Tag: Unions

Events, Poland - Polish - Polonia, , , , ,

SOLIDARNOŚĆ: Poland’s Struggle for Freedom at Wayne State

Lech Walesa to Visit Wayne State University In Detroit
By Raymond Rolak

DETROIT– The Walter P. Reuther Library of Labor and Urban Affairs at Wayne State University will be opening a new exhibit, SOLIDARNOŚĆ: Poland’s Struggle for Freedom.” The former President of Poland, Lech Wałęsa will be making an appearance to bring attention to the 30 year anniversary of the Solidarity labor movement.

The exhibit will open October 27, 2010 and run until July 1, 2011. The Reuther Library at 5401 Cass Ave. is across from the Main Detroit Public Library. “We are just the ambassador’s as so many people helped including the Office of the President, at Wayne State,” said Michael Smith.

Smith, Director of the Reuther Library at WSU and Marcin Chumiecki, Director of the ‘Polish Mission’ at St. Mary’s Schools in Orchard Lake got together last February and went to Miami to invite Lech Wałęsa to help kick off the exhibit.

October is also Polish Heritage Month in America. Smith added, “Wayne State invites the whole community to view the displays during the run. It is concise, informative and historical. The exhibit will be open to the public starting at 9:00 A.M. on Wednesday October 27.”

“The Reuther Library has a strong tradition of reaching out into the community to document our labor history,” Smith added. “We will have some very rare photos and artifacts from Soldiarnosc in the exhibit.”

The Walter P. Reuther Library of Labor and Urban Affairs at WSU is the largest labor archive in North America. Its mission is to collect, preserve and provide access to the heritage of the American labor movement. Reuther was the long time leader of the United Auto Workers and was awarded the Presidential Medal of Freedom posthumously in 1995 by President Bill Clinton. In Metro Detroit the I-696 Freeway is named the Walter P. Reuther Freeway in his honor.

Reuther and his wife May were killed in a 1979 plane crash near Pellston, Michigan.

Smith and Chumiecki also travelled to Poland to research and document the background for the exhibit. There are first person accounts, which are the most valuable in a history account. Some items are on loan from the Polish Mission. Smith added, “Wałęsa said he was honored to come to Detroit to announce the opening of this exhibit. He was genuinely enthused and of course added insights that only he could do. This is living history.”

Wałęsa was President of Poland from 1990-95. He was front and center for the “Solidarity” trade union movement that eventually changed Poland and led to the break of control from Russia. This was the catalyst for the political changing of the borders of the USSR.
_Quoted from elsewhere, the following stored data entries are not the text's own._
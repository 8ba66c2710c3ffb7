//! Session observer trait for progress reporting and data collection.

use nav_core::{Epoch, Route, Tick};
use nav_route::FallbackNotice;

use crate::event::{NavEvent, SessionOutcome};
use crate::state::SimulationState;

/// Callbacks invoked by [`Session`][crate::Session] as it drives a
/// [`Navigator`][crate::Navigator].
///
/// All methods have default no-op implementations so implementors only need to
/// override what they care about.  Rendering, voice output, and device
/// forwarding are all observers.
///
/// # Example — instruction printer
///
/// ```rust,ignore
/// struct Speaker;
///
/// impl NavObserver for Speaker {
///     fn on_event(&mut self, _tick: Tick, event: &NavEvent) {
///         if let NavEvent::InstructionChanged { text, .. } = event {
///             println!("{text}");
///         }
///     }
/// }
/// ```
pub trait NavObserver {
    /// A route was handed to the navigator (initially, not on reroute).
    fn on_start(&mut self, _epoch: Epoch, _route: &Route) {}

    /// The provider could not be used and a straight-line route was
    /// synthesized.
    fn on_fallback(&mut self, _notice: &FallbackNotice) {}

    /// Called after every tick while running, with the post-tick state.
    fn on_tick(&mut self, _tick: Tick, _state: &SimulationState) {}

    /// Called for every event, in emission order.
    fn on_event(&mut self, _tick: Tick, _event: &NavEvent) {}

    /// Called once when the session ends.
    fn on_end(&mut self, _tick: Tick, _outcome: &SessionOutcome) {}
}

/// A [`NavObserver`] that does nothing.
pub struct NoopObserver;

impl NavObserver for NoopObserver {}
//! Fluent builder for constructing a [`Session`].

use nav_core::NavConfig;
use nav_obstacle::ObstacleSet;
use nav_route::{AcquireParams, RouteAcquirer, RoutingProvider};

use crate::driver::{Session, SessionHandle};
use crate::machine::Navigator;
use crate::SimResult;

/// Fluent builder for [`Session<P>`].
///
/// # Optional inputs (have defaults)
///
/// | Method                | Default                                  |
/// |-----------------------|------------------------------------------|
/// | `.config(c)`          | `NavConfig::default()`                   |
/// | `.obstacles(s)`       | empty `ObstacleSet`                      |
/// | `.acquire_params(p)`  | `AcquireParams::from_config(&config)`    |
///
/// # Example
///
/// ```rust,ignore
/// let (mut session, handle) = SessionBuilder::new(provider)
///     .config(config)
///     .obstacles(obstacles)
///     .build()?;
/// let outcome = session.navigate(start, end, &mut NoopObserver).await?;
/// ```
pub struct SessionBuilder<P: RoutingProvider> {
    provider:  P,
    config:    Option<NavConfig>,
    obstacles: Option<ObstacleSet>,
    params:    Option<AcquireParams>,
}

impl<P: RoutingProvider> SessionBuilder<P> {
    pub fn new(provider: P) -> Self {
        Self { provider, config: None, obstacles: None, params: None }
    }

    pub fn config(mut self, config: NavConfig) -> Self {
        self.config = Some(config);
        self
    }

    /// Initial obstacle set.  Later changes go through
    /// [`SessionHandle::replace_obstacles`].
    pub fn obstacles(mut self, obstacles: ObstacleSet) -> Self {
        self.obstacles = Some(obstacles);
        self
    }

    /// Override acquisition thresholds.  Without this they are derived from
    /// the config.
    pub fn acquire_params(mut self, params: AcquireParams) -> Self {
        self.params = Some(params);
        self
    }

    /// Validate the config and return the session with its control handle.
    pub fn build(self) -> SimResult<(Session<P>, SessionHandle)> {
        let config = self.config.unwrap_or_default();
        let params = self.params.unwrap_or_else(|| AcquireParams::from_config(&config));
        let navigator = Navigator::new(config)?;
        let acquirer = RouteAcquirer::new(self.provider, params);
        Ok(Session::new(navigator, acquirer, self.obstacles.unwrap_or_default()))
    }
}
//! Bounded movement trail for display.

use std::collections::VecDeque;

use nav_core::GeoPoint;

/// The most recent `capacity` traveler positions, oldest first.  A position
/// equal to the newest one is not stored twice.
#[derive(Clone, Debug)]
pub struct Trail {
    points:   VecDeque<GeoPoint>,
    capacity: usize,
}

impl Trail {
    /// A zero capacity is treated as one.
    pub fn new(capacity: usize) -> Self {
        let capacity = capacity.max(1);
        Self { points: VecDeque::with_capacity(capacity), capacity }
    }

    pub fn push(&mut self, point: GeoPoint) {
        if self.points.back() == Some(&point) {
            return;
        }
        if self.points.len() == self.capacity {
            self.points.pop_front();
        }
        self.points.push_back(point);
    }

    pub fn iter(&self) -> impl Iterator<Item = &GeoPoint> + '_ {
        self.points.iter()
    }

    pub fn latest(&self) -> Option<GeoPoint> {
        self.points.back().copied()
    }

    pub fn len(&self) -> usize {
        self.points.len()
    }

    pub fn is_empty(&self) -> bool {
        self.points.is_empty()
    }

    pub fn capacity(&self) -> usize {
        self.capacity
    }

    pub fn clear(&mut self) {
        self.points.clear();
    }

    pub fn to_vec(&self) -> Vec<GeoPoint> {
        self.points.iter().copied().collect()
    }
}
A former welder at the Lenin Shipyard in Gdańsk, Poland, he was awarded the Nobel Peace Prize in 1983 for his human rights efforts throughout Europe.
Wanda Strozyk, President of Fiat Solidarity Union in Poland will also be appearing in Detroit. Her visit just happens to coincide with a historic labor vote that will affect the aviation industry. Thru November 3, the Delta Airlines Flight Attendants and the former Northwest Airlines F/A’s are voting to determine if there is going to be representation by the Association of Flight Attendants-Communication Workers of America (AFL-CIO). Delta is now the largest commercial airline in the world.

Wałęsa, who will be on a restricted schedule during his Detroit visit, was the first democratically elected president in postwar Poland. During his area stay, he will meet privately with labor and community leaders. On October 28, he will travel to Chicago for a fundraiser.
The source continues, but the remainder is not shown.